The 1984 Kansas City Royals, for those who aren’t aware, are well-known in baseball nerd circles for having won the American League West division despite being—as famous sabermetrician Bill James, founder of the application of statistical methods to baseball, once wrote—“the first team in baseball history to win a championship of any stripe while allowing more runs (684) than they scored (673).” “From the beginnings of major league baseball just after the civil war through 1958,” James observes, no team ever managed such a thing. Why? Well, it does seem readily apparent that scoring more runs than one’s opponent is a key component to winning baseball games, and winning baseball games is a key component to winning championships, so in that sense it ought to be obvious that there shouldn’t be many winning teams that failed to score more runs than their opponents. Yet on the other hand, it also seems possible to imagine a particular sort of baseball team winning a lot of one-run games, but occasionally giving up blow-out losses—and yet as James points out, no such team succeeded before 1959.

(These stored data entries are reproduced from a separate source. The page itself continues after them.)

//! HTTP client for the puzzle site.

use std::fmt;
use std::time::Duration;

use reqwest::{StatusCode, blocking::Client, header};
use tracing::{debug, instrument};

use fetchday_core::{
    application::{ApplicationError, ports::PuzzleSource},
    domain::PuzzleId,
    error::{FetchDayError, FetchDayResult},
};

pub const DEFAULT_BASE_URL: &str = "https://adventofcode.com";

const USER_AGENT: &str = concat!(
    "fetch-day/",
    env!("CARGO_PKG_VERSION"),
    " (+https://github.com/cosecruz/fetchday)"
);

/// Blocking client authenticated with a session cookie.
pub struct AocClient {
    client: Client,
    base_url: String,
    session_token: String,
}

impl AocClient {
    pub fn new(session_token: impl Into<String>) -> FetchDayResult<Self> {
        Self::with_base_url(DEFAULT_BASE_URL, session_token)
    }

    /// Client against another host (mirrors, tests).
    pub fn with_base_url(
        base_url: impl Into<String>,
        session_token: impl Into<String>,
    ) -> FetchDayResult<Self> {
        let base_url = base_url.into();
        let usable = reqwest::Url::parse(&base_url)
            .is_ok_and(|url| matches!(url.scheme(), "http" | "https") && url.has_host());
        if !usable {
            return Err(FetchDayError::Configuration {
                message: format!("remote.base_url '{base_url}' is not an http(s) URL"),
            });
        }

        let client = Client::builder()
            .user_agent(USER_AGENT)
            .timeout(Duration::from_secs(30))
            .build()
            .map_err(|e| ApplicationError::FetchFailed {
                url: base_url.clone(),
                reason: e.to_string(),
            })?;

        Ok(Self {
            client,
            base_url: base_url.trim_end_matches('/').to_string(),
            session_token: session_token.into(),
        })
    }

    pub fn base_url(&self) -> &str {
        &self.base_url
    }

    #[instrument(skip(self, puzzle), fields(puzzle = %puzzle))]
    fn get(&self, puzzle: &PuzzleId, path: &str) -> FetchDayResult<String> {
        let url = format!("{}{}", self.base_url, path);
        debug!(%url, "GET");

        let fetch_failed = |reason: String| ApplicationError::FetchFailed {
            url: url.clone(),
            reason,
        };

        let response = self
            .client
            .get(&url)
            .header(header::COOKIE, format!("session={}", self.session_token))
            .send()
            .map_err(|e| fetch_failed(e.to_string()))?;

        let status = response.status();
        debug!(status = status.as_u16(), "Response received");

        match status {
            s if s.is_success() => Ok(response.text().map_err(|e| fetch_failed(e.to_string()))?),
            StatusCode::NOT_FOUND => Err(ApplicationError::PuzzleNotAvailable {
                puzzle: puzzle.to_string(),
            }
            .into()),
            StatusCode::BAD_REQUEST | StatusCode::UNAUTHORIZED | StatusCode::FORBIDDEN => {
                Err(ApplicationError::SessionRejected {
                    status: status.as_u16(),
                }
                .into())
            }
            other => Err(fetch_failed(format!("unexpected status {other}")).into()),
        }
    }
}

impl fmt::Debug for AocClient {
    fn fmt(&self, f: &mut fmt::Formatter<'_>) -> fmt::Result {
        f.debug_struct("AocClient")
            .field("base_url", &self.base_url)
            .field("session_token", &"<redacted>")
            .finish()
    }
}

impl PuzzleSource for AocClient {
    fn fetch_instructions(&self, puzzle: &PuzzleId) -> FetchDayResult<String> {
        self.get(puzzle, &puzzle.puzzle_path())
    }

    fn fetch_input(&self, puzzle: &PuzzleId) -> FetchDayResult<String> {
        self.get(puzzle, &puzzle.input_path())
    }

    fn puzzle_url(&self, puzzle: &PuzzleId) -> String {
        format!("{}{}", self.base_url, puzzle.puzzle_path())
    }
}

#[cfg(test)]
mod tests {
    use super::*;
    use fetchday_core::domain::{Day, Year};

    #[test]
    fn trailing_slash_is_dropped() {
        let client = AocClient::with_base_url("http://localhost:8080/", "token").unwrap();
        let puzzle = PuzzleId::new(Year::new(2021).unwrap(), Day::new(1).unwrap());
        assert_eq!(client.puzzle_url(&puzzle), "http://localhost:8080/2021/day/1");
    }

    #[test]
    fn non_http_base_url_is_a_configuration_error() {
        for bad in ["ftp://adventofcode.com", "adventofcode.com", ""] {
            let err = AocClient::with_base_url(bad, "token").unwrap_err();
            assert!(
                matches!(err, FetchDayError::Configuration { .. }),
                "{bad}: {err}"
            );
        }
    }

    #[test]
    fn debug_hides_token() {
        let client = AocClient::new("secret-session").unwrap();
        assert!(!format!("{client:?}").contains("secret-session"));
    }
}
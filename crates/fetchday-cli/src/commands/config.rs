//! `fetch-day config`: inspect configuration values.

use serde_json::Value;

use crate::{
    cli::ConfigCommands,
    config::AppConfig,
    error::{CliError, CliResult},
    output::OutputManager,
};

/// Dispatch to the correct config subcommand.
pub fn execute(cmd: ConfigCommands, config: AppConfig, output: OutputManager) -> CliResult<()> {
    match cmd {
        ConfigCommands::Get { key } => {
            let value = get_config_value(&config, &key)?;
            if output.is_json() {
                output.json(&value)?;
            } else {
                output.print(&display_value(&value))?;
            }
        }

        ConfigCommands::List => {
            if output.is_json() {
                output.json(&config)?;
            } else {
                output.header("Current Configuration:")?;
                let serialised =
                    toml::to_string_pretty(&config).map_err(|e| CliError::ConfigError {
                        message: format!("Failed to serialise config: {e}"),
                        source: Some(Box::new(e)),
                    })?;
                output.print(serialised.trim_end())?;
            }
        }

        ConfigCommands::Path => {
            output.print(&AppConfig::config_path().display().to_string())?;
        }
    }

    Ok(())
}

// ── helpers ───────────────────────────────────────────────────────────────────

/// Look up a dotted key such as `paths.data_dir`.
fn get_config_value(config: &AppConfig, key: &str) -> CliResult<Value> {
    let root = serde_json::to_value(config).map_err(|e| CliError::ConfigError {
        message: format!("Failed to serialise config: {e}"),
        source: Some(Box::new(e)),
    })?;

    key.split('.')
        .try_fold(&root, |value, part| value.get(part))
        .filter(|value| !value.is_object())
        .cloned()
        .ok_or_else(|| CliError::ConfigError {
            message: format!("Unknown config key: '{key}'"),
            source: None,
        })
}

fn display_value(value: &Value) -> String {
    match value {
        Value::String(s) => s.clone(),
        Value::Array(items) => items
            .iter()
            .map(display_value)
            .collect::<Vec<_>>()
            .join(","),
        other => other.to_string(),
    }
}

// ── tests ─────────────────────────────────────────────────────────────────────

#[cfg(test)]
mod tests {
    use super::*;
    use crate::config::AppConfig;

    #[test]
    fn get_known_key() {
        let cfg = AppConfig::default();
        let value = get_config_value(&cfg, "paths.data_dir").unwrap();
        assert_eq!(display_value(&value), "data");
    }

    #[test]
    fn get_list_key_is_comma_joined() {
        let cfg = AppConfig::default();
        let value = get_config_value(&cfg, "defaults.langs").unwrap();
        assert_eq!(display_value(&value), "go,rs,ts");
    }

    #[test]
    fn get_unknown_key_is_error() {
        let cfg = AppConfig::default();
        assert!(matches!(
            get_config_value(&cfg, "does.not.exist"),
            Err(CliError::ConfigError { .. })
        ));
    }

    #[test]
    fn get_section_is_error() {
        let cfg = AppConfig::default();
        assert!(get_config_value(&cfg, "paths").is_err());
    }

    #[test]
    fn get_no_color_default() {
        let cfg = AppConfig::default();
        let value = get_config_value(&cfg, "output.no_color").unwrap();
        assert_eq!(display_value(&value), "false");
    }
}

Even the “Hitless Wonders,” the 1906 Chicago White Sox, scored more runs than their opponents despite hitting (according to This Great Game: The Online Book of Baseball) “a grand total of seven home runs on the entire season” while simultaneously putting up the American League’s “worst batting average (.230).” The low-offense South Side team is seemingly made to order for the purposes of this discussion because they won the World Series that year (over the formidable Chicago Cubs)—yet even this seemingly-hapless team scored 570 runs to their opponents’ 460, according to Baseball Reference. (A phenomenon most attribute to the South Siders’ pitching and fielding: that is, although they didn’t score a lot of runs, they were really good at preventing their opponents’ from scoring a lot of runs.) Hence, even in the pre-Babe Ruth “dead ball” era, when baseball teams routinely employed “small ball” strategies designed to produce one-run wins as opposed to Ruth’s “big ball” attack, there weren’t any teams that won despite scoring fewer runs than their opponents’.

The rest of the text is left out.